Les personnes souffrant d'insuffisance cardiaque (IC) chronique sont exposées à un risque d'accidents thromboemboliques, notamment d'accidents vasculaires cérébraux, d'embolie pulmonaire et d'embolie artérielle périphérique ; les accidents ischémiques coronariens contribuent également à la progression de l'IC. L'utilisation de l'anticoagulation orale à long terme est établie dans certaines populations, notamment chez les personnes souffrant d'IC et de fibrillation auriculaire (FA), mais les indications et l'utilisation de l'anticoagulation orale varient considérablement dans la population plus large plus large souffrant d'IC.

Objectifs: 

Déterminer si l'anticoagulation orale à long terme réduit le nombre total de décès et d'accidents vasculaires cérébraux chez les personnes souffrant d'insuffisance cardiaque en rythme sinusal.
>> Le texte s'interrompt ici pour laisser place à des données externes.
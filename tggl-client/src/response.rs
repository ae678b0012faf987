//! Result of a remote evaluation

use std::collections::BTreeMap;
use tggl_flags::Value;
use tggl_reporting::{FlagUsage, Reporting};

/// Flags active for one context, as evaluated by the Tggl API
///
/// Flags absent from the response are inactive.
#[derive(Clone, Default)]
pub struct FlagsResponse {
    flags: BTreeMap<String, Value>,
    reporting: Option<Reporting>,
}

impl FlagsResponse {
    /// Response serving `flags`, without usage reporting
    pub fn new(flags: BTreeMap<String, Value>) -> Self {
        Self {
            flags,
            reporting: None,
        }
    }

    /// Response with every flag inactive
    pub fn empty() -> Self {
        Self::default()
    }

    pub(crate) fn with_reporting(mut self, reporting: Reporting) -> Self {
        self.reporting = Some(reporting);
        self
    }

    /// Stop reporting usage of this response
    pub fn disable_reporting(&mut self) {
        self.reporting = None;
    }

    /// Whether the flag is active
    pub fn is_active(&self, slug: &str) -> bool {
        let value = self.flags.get(slug);
        self.report(slug, value.is_some(), value.cloned().unwrap_or_default(), Value::Null);
        value.is_some()
    }

    /// Value of the flag, or `default` when inactive
    pub fn get(&self, slug: &str, default: impl Into<Value>) -> Value {
        let default = default.into();
        let value = self.flags.get(slug).cloned().unwrap_or_else(|| default.clone());
        self.report(slug, !value.is_null(), value.clone(), default);
        value
    }

    /// Every active flag and its value
    pub fn all_active_flags(&self) -> &BTreeMap<String, Value> {
        &self.flags
    }

    pub fn is_empty(&self) -> bool {
        self.flags.is_empty()
    }

    fn report(&self, slug: &str, active: bool, value: Value, default: Value) {
        if let Some(reporting) = &self.reporting {
            reporting.report_flag(slug, FlagUsage::new(active, value, default));
        }
    }
}

impl std::fmt::Debug for FlagsResponse {
    fn fmt(&self, f: &mut std::fmt::Formatter<'_>) -> std::fmt::Result {
        f.debug_struct("FlagsResponse")
            .field("flags", &self.flags)
            .field("reporting", &self.reporting.is_some())
            .finish()
    }
}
Stratégie de recherche documentaire: 

Nous avons mis à jour les recherches dans CENTRAL, MEDLINE et Embase en mars 2020. Nous avons examiné les références bibliographiques des articles et des résumés des réunions nationales et internationales sur la santé cardiovasculaire afin d'identifier les études non publiées. Nous avons contacté les auteurs concernés pour obtenir des données supplémentaires. Nous n'avons appliqué aucune restriction sur la langue.

Critères de sélection: 

Essais contrôlés randomisés (ECR) comparant des anticoagulants oraux à un placebo ou à l'absence de traitement chez des adultes atteints d'IC, avec une durée de traitement d'au moins un mois. Nous avons pris les décisions d'inclusion en double, et résolu tout désaccord entre les auteurs de la revue par discussion, ou par une tierce partie.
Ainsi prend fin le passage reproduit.